Charlton Warren was officially announced as Nebraska's secondary coach Friday.
Head coach Bo Pelini announced that he has tabbed Air Force associate head coach and defensive coordinator Charlton Warren as his new secondary coach.
“Charlton Warren will be an excellent addition to our coaching staff,” Pelini said. “He is well respected in the coaching profession and he has been a part of several successful defenses at Air Force. Charlton has great energy and will be an outstanding teacher and mentor for our defensive backs. We look forward to him hitting the ground running, both in working with the young men in our program and on the recruiting trail.”
The hiring of Warren comes as the dead period lifts and Nebraska looks to shore up its 2014 recruiting class. The hiring also marks a departure for Pelini, who doesn't have any direct connections in his coaching tree.
Warren, an Air Force graduate, has served in a number of roles at his alma mater, and just wrapped up his ninth season at the school.
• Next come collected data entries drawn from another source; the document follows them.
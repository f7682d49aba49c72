//! A crate for loading in maps created by the
//! [Tiled](https://www.mapeditor.org) editor, in the XML-based TMX format.
//!
//! The whole map is parsed in one call and returned as a plain value — no
//! handles into the source file survive the load:
//!
//! ```no_run
//! use tmx::Map;
//!
//! let map = Map::parse_file("assets/level1.tmx").unwrap();
//! println!("{:?}", map.layers[0].tiles);
//! ```
//!
//! Layer tile data may be stored as CSV or base64, the latter optionally
//! zlib- or gzip-compressed; all of them decode to the same flat `Vec<u32>`
//! of global tile ids. Non-fatal problems (an unknown data encoding, a
//! corrupt compressed stream) degrade the affected layer to an empty tile
//! sequence and are reported on [`Map::diagnostics`] as well as through the
//! [`log`] facade.

mod data;
mod error;
mod image;
mod layers;
mod map;
mod objects;
mod properties;
mod tileset;
mod util;

pub use crate::error::{Diagnostic, ParseTileError, TmxError};
pub use crate::image::Image;
pub use crate::layers::Layer;
pub use crate::map::{Map, Orientation};
pub use crate::objects::{Object, ObjectGroup, ObjectShape};
pub use crate::properties::{Color, Properties, Property};
pub use crate::tileset::Tileset;
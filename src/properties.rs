use std::io::Read;
use std::str::FromStr;

use xml::attribute::OwnedAttribute;
use xml::EventReader;

use crate::error::{ParseTileError, TmxError};
use crate::util::{get_attrs, parse_tag};

#[derive(Debug, PartialEq, Eq, Copy, Clone)]
pub struct Color {
    pub red: u8,
    pub green: u8,
    pub blue: u8,
}

impl FromStr for Color {
    type Err = ParseTileError;

    fn from_str(s: &str) -> Result<Color, ParseTileError> {
        let s = s.strip_prefix('#').unwrap_or(s);
        if s.len() != 6 {
            return Err(ParseTileError::ColorError);
        }
        match (
            u8::from_str_radix(&s[0..2], 16),
            u8::from_str_radix(&s[2..4], 16),
            u8::from_str_radix(&s[4..6], 16),
        ) {
            (Ok(red), Ok(green), Ok(blue)) => Ok(Color { red, green, blue }),
            _ => Err(ParseTileError::ColorError),
        }
    }
}

/// A name/value pair attached to the map, a tileset, a layer, an object
/// group or an object. Values are kept verbatim; numeric or boolean
/// interpretation is the caller's business.
#[derive(Debug, PartialEq, Eq, Clone)]
pub struct Property {
    pub name: String,
    pub value: String,
}

/// Properties in document order, duplicates included.
pub type Properties = Vec<Property>;

pub(crate) fn parse_properties<R: Read>(
    parser: &mut EventReader<R>,
) -> Result<Properties, TmxError> {
    let mut properties = Vec::new();
    parse_tag!(parser, "properties", {
        "property" => |attrs: Vec<OwnedAttribute>| {
            let ((), (name, value)) = get_attrs!(
                attrs,
                optionals: [],
                required: [
                    ("name", name, |v| Some(v)),
                    ("value", value, |v| Some(v)),
                ],
                TmxError::MalformedAttributes("property must have a name and a value".to_string())
            );
            properties.push(Property { name, value });
            Ok(())
        },
    });
    Ok(properties)
}

#[cfg(test)]
mod tests {
    use super::Color;

    #[test]
    fn parses_hash_prefixed_color() {
        assert_eq!(
            "#40a0ff".parse::<Color>().unwrap(),
            Color {
                red: 0x40,
                green: 0xa0,
                blue: 0xff
            }
        );
    }

    #[test]
    fn rejects_malformed_colors() {
        assert!("#fff".parse::<Color>().is_err());
        assert!("#zzzzzz".parse::<Color>().is_err());
    }
}
use std::io::{self, Read};

use log::{error, warn};
use xml::attribute::OwnedAttribute;
use xml::reader::XmlEvent;
use xml::EventReader;

use crate::error::{Diagnostic, TmxError};
use crate::util::{get_attrs, scan_numbers};

/// Initial output-buffer guess handed to [`decompress`] by the layer path.
/// Only a hint: the buffer doubles as often as the stream demands.
pub(crate) const DECOMPRESS_SIZE_HINT: usize = 256;

/// Everything extracted from a layer's data element.
pub(crate) struct LayerData {
    pub encoding: String,
    pub compression: Option<String>,
    pub tiles: Vec<u32>,
}

/// Parses the data element of a layer, dispatching on its encoding.
///
/// CSV and base64 (raw or zlib/gzip compressed) payloads decode to the
/// layer's global tile ids. Any other encoding leaves the tile sequence
/// empty and records a warning diagnostic; the load carries on.
pub(crate) fn parse_data<R: Read>(
    parser: &mut EventReader<R>,
    attrs: Vec<OwnedAttribute>,
    layer: &str,
    diagnostics: &mut Vec<Diagnostic>,
) -> Result<LayerData, TmxError> {
    let (compression, encoding) = get_attrs!(
        attrs,
        optionals: [
            ("compression", compression, |v| Some(v)),
        ],
        required: [
            ("encoding", encoding, |v| Some(v)),
        ],
        TmxError::MalformedAttributes("data must have an encoding".to_string())
    );

    let text = parse_data_text(parser)?;
    let tiles = match encoding.as_ref() {
        "csv" => scan_numbers(&text)?,
        "base64" => {
            let bytes = base64::decode(text.trim().as_bytes())
                .map_err(TmxError::Base64DecodingError)?;
            let bytes = match compression.as_deref() {
                None => bytes,
                Some(_) => match decompress(&bytes, DECOMPRESS_SIZE_HINT) {
                    Ok(inflated) => inflated,
                    Err(e) => {
                        let diagnostic = Diagnostic::DecompressionFailed {
                            layer: layer.to_string(),
                            detail: e.to_string(),
                        };
                        error!("{}", diagnostic);
                        diagnostics.push(diagnostic);
                        Vec::new()
                    }
                },
            };
            convert_to_gids(&bytes)
        }
        other => {
            let diagnostic = Diagnostic::UnknownEncoding {
                layer: layer.to_string(),
                encoding: other.to_string(),
            };
            warn!("{}", diagnostic);
            diagnostics.push(diagnostic);
            Vec::new()
        }
    };

    Ok(LayerData {
        encoding,
        compression,
        tiles,
    })
}

/// Returns the text content of the data element, or an empty string when the
/// element closes without any.
fn parse_data_text<R: Read>(parser: &mut EventReader<R>) -> Result<String, TmxError> {
    loop {
        match parser.next().map_err(TmxError::XmlDecodingError)? {
            XmlEvent::Characters(s) => return Ok(s),
            XmlEvent::EndElement { name, .. } => {
                if name.local_name == "data" {
                    return Ok(String::new());
                }
            }
            XmlEvent::EndDocument => {
                return Err(TmxError::PrematureEnd(
                    "Document ended inside a data element".to_string(),
                ))
            }
            _ => {}
        }
    }
}

/// Regroups a raw byte stream into little-endian u32 global tile ids. A
/// trailing group of fewer than four bytes is dropped, not an error.
pub(crate) fn convert_to_gids(all: &[u8]) -> Vec<u32> {
    all.chunks_exact(4)
        .map(|chunk| {
            chunk[0] as u32
                | (chunk[1] as u32) << 8
                | (chunk[2] as u32) << 16
                | (chunk[3] as u32) << 24
        })
        .collect()
}

const GZIP_MAGIC: [u8; 2] = [0x1f, 0x8b];

/// Inflates a zlib- or gzip-wrapped buffer of unknown decompressed size.
///
/// The wrapper is detected from the stream itself, so callers never name the
/// scheme. The output buffer starts at `size_hint` bytes and doubles
/// whenever the inflater fills it before reaching the end of the stream;
/// inflation resumes into the appended space rather than restarting.
pub(crate) fn decompress(data: &[u8], size_hint: usize) -> Result<Vec<u8>, TmxError> {
    if data.starts_with(&GZIP_MAGIC) {
        decode_gzip(data, size_hint)
    } else {
        decode_zlib(data, size_hint)
    }
}

fn decode_zlib(data: &[u8], size_hint: usize) -> Result<Vec<u8>, TmxError> {
    use flate2::{Decompress, FlushDecompress, Status};

    let mut inflater = Decompress::new(true);
    let mut out = Vec::with_capacity(size_hint.max(1));
    loop {
        let consumed = inflater.total_in() as usize;
        let status = inflater
            .decompress_vec(&data[consumed..], &mut out, FlushDecompress::Finish)
            .map_err(|e| {
                TmxError::DecompressingError(io::Error::new(io::ErrorKind::InvalidData, e))
            })?;
        match status {
            Status::StreamEnd => break,
            Status::Ok | Status::BufError => {
                if out.len() < out.capacity() {
                    // Spare output space left means the input ran out first.
                    return Err(TmxError::DecompressingError(io::Error::new(
                        io::ErrorKind::UnexpectedEof,
                        "compressed data ended before the end of the stream",
                    )));
                }
                out.reserve_exact(out.capacity());
            }
        }
    }
    if (inflater.total_in() as usize) < data.len() {
        return Err(TmxError::DecompressingError(io::Error::new(
            io::ErrorKind::InvalidData,
            "compressed data continues past the end of the stream",
        )));
    }
    Ok(out)
}

fn decode_gzip(data: &[u8], size_hint: usize) -> Result<Vec<u8>, TmxError> {
    use flate2::read::GzDecoder;

    let mut decoder = GzDecoder::new(data);
    let mut out = vec![0; size_hint.max(1)];
    let mut filled = 0;
    loop {
        if filled == out.len() {
            out.resize(out.len() * 2, 0);
        }
        match decoder.read(&mut out[filled..]) {
            Ok(0) => break,
            Ok(n) => filled += n,
            Err(e) => return Err(TmxError::DecompressingError(e)),
        }
    }
    out.truncate(filled);
    Ok(out)
}

#[cfg(test)]
mod tests {
    use std::io::Write;

    use flate2::write::{GzEncoder, ZlibEncoder};
    use flate2::Compression;

    use super::{convert_to_gids, decompress, DECOMPRESS_SIZE_HINT};

    fn zlib(bytes: &[u8]) -> Vec<u8> {
        let mut encoder = ZlibEncoder::new(Vec::new(), Compression::default());
        encoder.write_all(bytes).unwrap();
        encoder.finish().unwrap()
    }

    fn gzip(bytes: &[u8]) -> Vec<u8> {
        let mut encoder = GzEncoder::new(Vec::new(), Compression::default());
        encoder.write_all(bytes).unwrap();
        encoder.finish().unwrap()
    }

    #[test]
    fn zlib_round_trips_with_any_size_hint() {
        let original: Vec<u8> = (0..2048u32).map(|n| (n % 251) as u8).collect();
        let compressed = zlib(&original);
        // Guesses below, at and above the true output size must all work.
        for hint in [1, 16, original.len(), original.len() * 2] {
            assert_eq!(decompress(&compressed, hint).unwrap(), original);
        }
    }

    #[test]
    fn gzip_round_trips_with_any_size_hint() {
        let original: Vec<u8> = (0..2048u32).map(|n| (n % 13) as u8).collect();
        let compressed = gzip(&original);
        for hint in [1, DECOMPRESS_SIZE_HINT, original.len() * 2] {
            assert_eq!(decompress(&compressed, hint).unwrap(), original);
        }
    }

    #[test]
    fn garbage_input_is_an_error() {
        assert!(decompress(b"not a zlib stream", DECOMPRESS_SIZE_HINT).is_err());
    }

    #[test]
    fn truncated_stream_is_an_error() {
        let compressed = zlib(&[7u8; 4096]);
        let truncated = &compressed[..compressed.len() / 2];
        assert!(decompress(truncated, DECOMPRESS_SIZE_HINT).is_err());
    }

    #[test]
    fn trailing_bytes_after_stream_end_are_an_error() {
        let mut compressed = zlib(b"abc");
        compressed.extend_from_slice(b"junk");
        assert!(decompress(&compressed, DECOMPRESS_SIZE_HINT).is_err());
    }

    #[test]
    fn gids_regroup_little_endian() {
        let bytes = [0x01, 0x00, 0x00, 0x00, 0x00, 0x01, 0x02, 0x80];
        assert_eq!(convert_to_gids(&bytes), vec![1, 0x8002_0100]);
    }

    #[test]
    fn trailing_partial_gid_is_dropped() {
        let bytes = [0x2a, 0x00, 0x00, 0x00, 0xff, 0xff];
        assert_eq!(convert_to_gids(&bytes), vec![42]);
    }
}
Warren just finished his second season as associate head coach and defensive coordinator at Air Force. Warren was the co-defensive coordinator and secondary coach for four seasons and recruiting coordinator for six seasons prior to 2012. He worked with the secondary his entire career at the school.
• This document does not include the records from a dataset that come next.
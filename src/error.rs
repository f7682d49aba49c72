use std::{fmt, path::PathBuf};

#[derive(Debug, Copy, Clone)]
pub enum ParseTileError {
    ColorError,
    OrientationError,
}

/// Errors which occured when parsing the file
#[derive(Debug)]
pub enum TmxError {
    /// An attribute was missing, had the wrong type or wasn't formated
    /// correctly.
    MalformedAttributes(String),
    /// An error occured when decompressing layer data using the
    /// [flate2](https://github.com/rust-lang/flate2-rs) crate.
    DecompressingError(std::io::Error),
    Base64DecodingError(base64::DecodeError),
    XmlDecodingError(xml::reader::Error),
    /// The document ended in the middle of a structure.
    PrematureEnd(String),
    CouldNotOpenFile {
        path: PathBuf,
        err: std::io::Error,
    },
    Other(String),
}

impl fmt::Display for TmxError {
    fn fmt(&self, fmt: &mut fmt::Formatter<'_>) -> Result<(), fmt::Error> {
        match self {
            TmxError::MalformedAttributes(s) => write!(fmt, "{}", s),
            TmxError::DecompressingError(e) => write!(fmt, "{}", e),
            TmxError::Base64DecodingError(e) => write!(fmt, "{}", e),
            TmxError::XmlDecodingError(e) => write!(fmt, "{}", e),
            TmxError::PrematureEnd(e) => write!(fmt, "{}", e),
            TmxError::CouldNotOpenFile { path, err } => {
                write!(
                    fmt,
                    "Could not open '{}'. Error: {}",
                    path.to_string_lossy(),
                    err
                )
            }
            TmxError::Other(s) => write!(fmt, "{}", s),
        }
    }
}

impl std::error::Error for TmxError {
    fn source(&self) -> Option<&(dyn std::error::Error + 'static)> {
        match self {
            TmxError::DecompressingError(e) => Some(e as &dyn std::error::Error),
            TmxError::Base64DecodingError(e) => Some(e as &dyn std::error::Error),
            TmxError::XmlDecodingError(e) => Some(e as &dyn std::error::Error),
            TmxError::CouldNotOpenFile { err, .. } => Some(err as &dyn std::error::Error),
            _ => None,
        }
    }
}

/// A non-fatal problem found while loading a map.
///
/// These never abort the load; they are collected on
/// [`Map::diagnostics`](crate::Map::diagnostics) in the order they were hit
/// and also reported through the [`log`] facade.
#[derive(Debug, PartialEq, Eq, Clone)]
pub enum Diagnostic {
    /// A layer's data element named an encoding other than "csv" or
    /// "base64". The layer keeps an empty tile sequence.
    UnknownEncoding { layer: String, encoding: String },
    /// A layer's compressed data could not be inflated. The layer keeps an
    /// empty tile sequence.
    DecompressionFailed { layer: String, detail: String },
}

impl fmt::Display for Diagnostic {
    fn fmt(&self, fmt: &mut fmt::Formatter<'_>) -> Result<(), fmt::Error> {
        match self {
            Diagnostic::UnknownEncoding { layer, encoding } => write!(
                fmt,
                "layer \"{}\": data loading from {} is not implemented",
                layer, encoding
            ),
            Diagnostic::DecompressionFailed { layer, detail } => {
                write!(fmt, "layer \"{}\": discarding tile data: {}", layer, detail)
            }
        }
    }
}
"Joining the Nebraska program is a tremendous opportunity for my family and me, and we are extremely excited to be here,” Warren said. “I want to thank all the great folks at Air Force who have helped me over the past nine seasons especially Coach Troy Calhoun.
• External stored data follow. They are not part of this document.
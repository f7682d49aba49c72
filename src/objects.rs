use std::io::Read;

use xml::attribute::OwnedAttribute;
use xml::EventReader;

use crate::error::TmxError;
use crate::properties::{parse_properties, Properties};
use crate::util::{get_attrs, parse_tag, scan_numbers};

/// The geometry of an [`Object`]. Objects with no shape child are
/// rectangles, sized by the object's own width and height.
#[derive(Debug, PartialEq, Eq, Clone)]
pub enum ObjectShape {
    Rect,
    Ellipse,
    Polygon { points: Vec<(i32, i32)> },
    Polyline { points: Vec<(i32, i32)> },
}

/// A named collection of freeform vector objects overlaid on the map.
#[derive(Debug, PartialEq, Eq, Clone)]
pub struct ObjectGroup {
    pub name: String,
    pub width: u32,
    pub height: u32,
    pub properties: Properties,
    pub objects: Vec<Object>,
}

impl ObjectGroup {
    pub(crate) fn new<R: Read>(
        parser: &mut EventReader<R>,
        attrs: Vec<OwnedAttribute>,
    ) -> Result<ObjectGroup, TmxError> {
        let ((), (name, width, height)) = get_attrs!(
            attrs,
            optionals: [],
            required: [
                ("name", name, |v| Some(v)),
                ("width", width, |v: String| v.parse().ok()),
                ("height", height, |v: String| v.parse().ok()),
            ],
            TmxError::MalformedAttributes(
                "object group must have a name, width and height with correct types".to_string()
            )
        );

        let mut properties = Vec::new();
        let mut objects = Vec::new();
        parse_tag!(parser, "objectgroup", {
            "object" => |attrs| {
                objects.push(Object::new(parser, attrs)?);
                Ok(())
            },
            "properties" => |_| {
                properties = parse_properties(parser)?;
                Ok(())
            },
        });

        Ok(ObjectGroup {
            name,
            width,
            height,
            properties,
            objects,
        })
    }
}

#[derive(Debug, PartialEq, Eq, Clone)]
pub struct Object {
    pub name: String,
    pub obj_type: String,
    /// The global tile id this object displays; 0 means no tile.
    pub gid: u32,
    pub x: i32,
    pub y: i32,
    pub width: u32,
    pub height: u32,
    pub visible: bool,
    pub properties: Properties,
    pub shape: ObjectShape,
}

impl Object {
    pub(crate) fn new<R: Read>(
        parser: &mut EventReader<R>,
        attrs: Vec<OwnedAttribute>,
    ) -> Result<Object, TmxError> {
        let ((name, obj_type, gid, width, height, visible), (x, y)) = get_attrs!(
            attrs,
            optionals: [
                ("name", name, |v| Some(v)),
                ("type", obj_type, |v| Some(v)),
                ("gid", gid, |v: String| v.parse().ok()),
                ("width", width, |v: String| v.parse().ok()),
                ("height", height, |v: String| v.parse().ok()),
                ("visible", visible, |v: String| v.parse().ok().map(|x: i32| x == 1)),
            ],
            required: [
                ("x", x, |v: String| v.parse().ok()),
                ("y", y, |v: String| v.parse().ok()),
            ],
            TmxError::MalformedAttributes("object must have an x and a y number".to_string())
        );

        let mut properties = Vec::new();
        let mut ellipse = false;
        let mut polygon_attrs = None;
        let mut polyline_attrs = None;
        parse_tag!(parser, "object", {
            "ellipse" => |_| {
                ellipse = true;
                Ok(())
            },
            "polygon" => |attrs: Vec<OwnedAttribute>| {
                polygon_attrs = Some(attrs);
                Ok(())
            },
            "polyline" => |attrs: Vec<OwnedAttribute>| {
                polyline_attrs = Some(attrs);
                Ok(())
            },
            "properties" => |_| {
                properties = parse_properties(parser)?;
                Ok(())
            },
        });

        // An ellipse beats a polygon beats a polyline, whatever order the
        // children came in. Only the winning shape has its points read.
        let shape = if ellipse {
            ObjectShape::Ellipse
        } else if let Some(attrs) = polygon_attrs {
            ObjectShape::Polygon {
                points: parse_points(points_attr(attrs, "polygon")?)?,
            }
        } else if let Some(attrs) = polyline_attrs {
            ObjectShape::Polyline {
                points: parse_points(points_attr(attrs, "polyline")?)?,
            }
        } else {
            ObjectShape::Rect
        };

        Ok(Object {
            name: name.unwrap_or_default(),
            obj_type: obj_type.unwrap_or_default(),
            gid: gid.unwrap_or(0),
            x,
            y,
            width: width.unwrap_or(0),
            height: height.unwrap_or(0),
            visible: visible.unwrap_or(true),
            properties,
            shape,
        })
    }
}

fn points_attr(attrs: Vec<OwnedAttribute>, shape: &str) -> Result<String, TmxError> {
    let ((), points) = get_attrs!(
        attrs,
        optionals: [],
        required: [
            ("points", points, |v| Some(v)),
        ],
        TmxError::MalformedAttributes(format!("a {} must have a points attribute", shape))
    );
    Ok(points)
}

/// Scans "x1,y1 x2,y2 ..." pairwise, left to right, into coordinates
/// relative to the object's position.
fn parse_points(text: String) -> Result<Vec<(i32, i32)>, TmxError> {
    let numbers: Vec<i32> = scan_numbers(&text)?;
    if numbers.len() % 2 != 0 {
        return Err(TmxError::MalformedAttributes(
            "a points list must hold x,y pairs".to_string(),
        ));
    }
    Ok(numbers.chunks_exact(2).map(|pair| (pair[0], pair[1])).collect())
}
“Nebraska football has a rich tradition and history and I can't wait to have a chance to lead and work with the current group of players on this team. I am also big-time excited to hit the recruiting trail and start closing in and meeting the future players who want to join this program and do tremendous things in Lincoln. I appreciate the opportunity, and the faith Coach Pelini and his staff have shown by adding me to the staff and now it's time to get to work."
Warren's secondaries have been strong in the past. In 2011, the Falcons ranked third nationally in pass defense with a 166.8 per-game average. Prior to that, the Falcons ranked second nationally in pass defense with a 147.8 per-game average in 2010. The 2009 squad recorded 20 interceptions and helped the team to a +22 turnover margin, which led the nation. The secondary unit led the way for a defense that was first in the conference and ranked fifth nationally in pass defense with a 154.3 mark.
Air Force struggled in 2013, finishing the season with a 2-10 record, and finished 114th in the country in total defense.
Warren is likely in line for a pay bump. He made a base salary of $211,500 last season according to records, and is replacing Joseph who made $245,000 in his final season in Lincoln.
It is somewhat difficult to gauge a recruiter's ability at service academies. Air Force, Army and Navy recruit nationally more than almost any other program in the country, but do so for very specific profiles of players.
Warren, a Georgia native, has recruited in the southeast, unearthing several recruits who ended up being key contributors for the Falcons.
Warren will be Nebraska's fourth defensive backs coach in the past five seasons.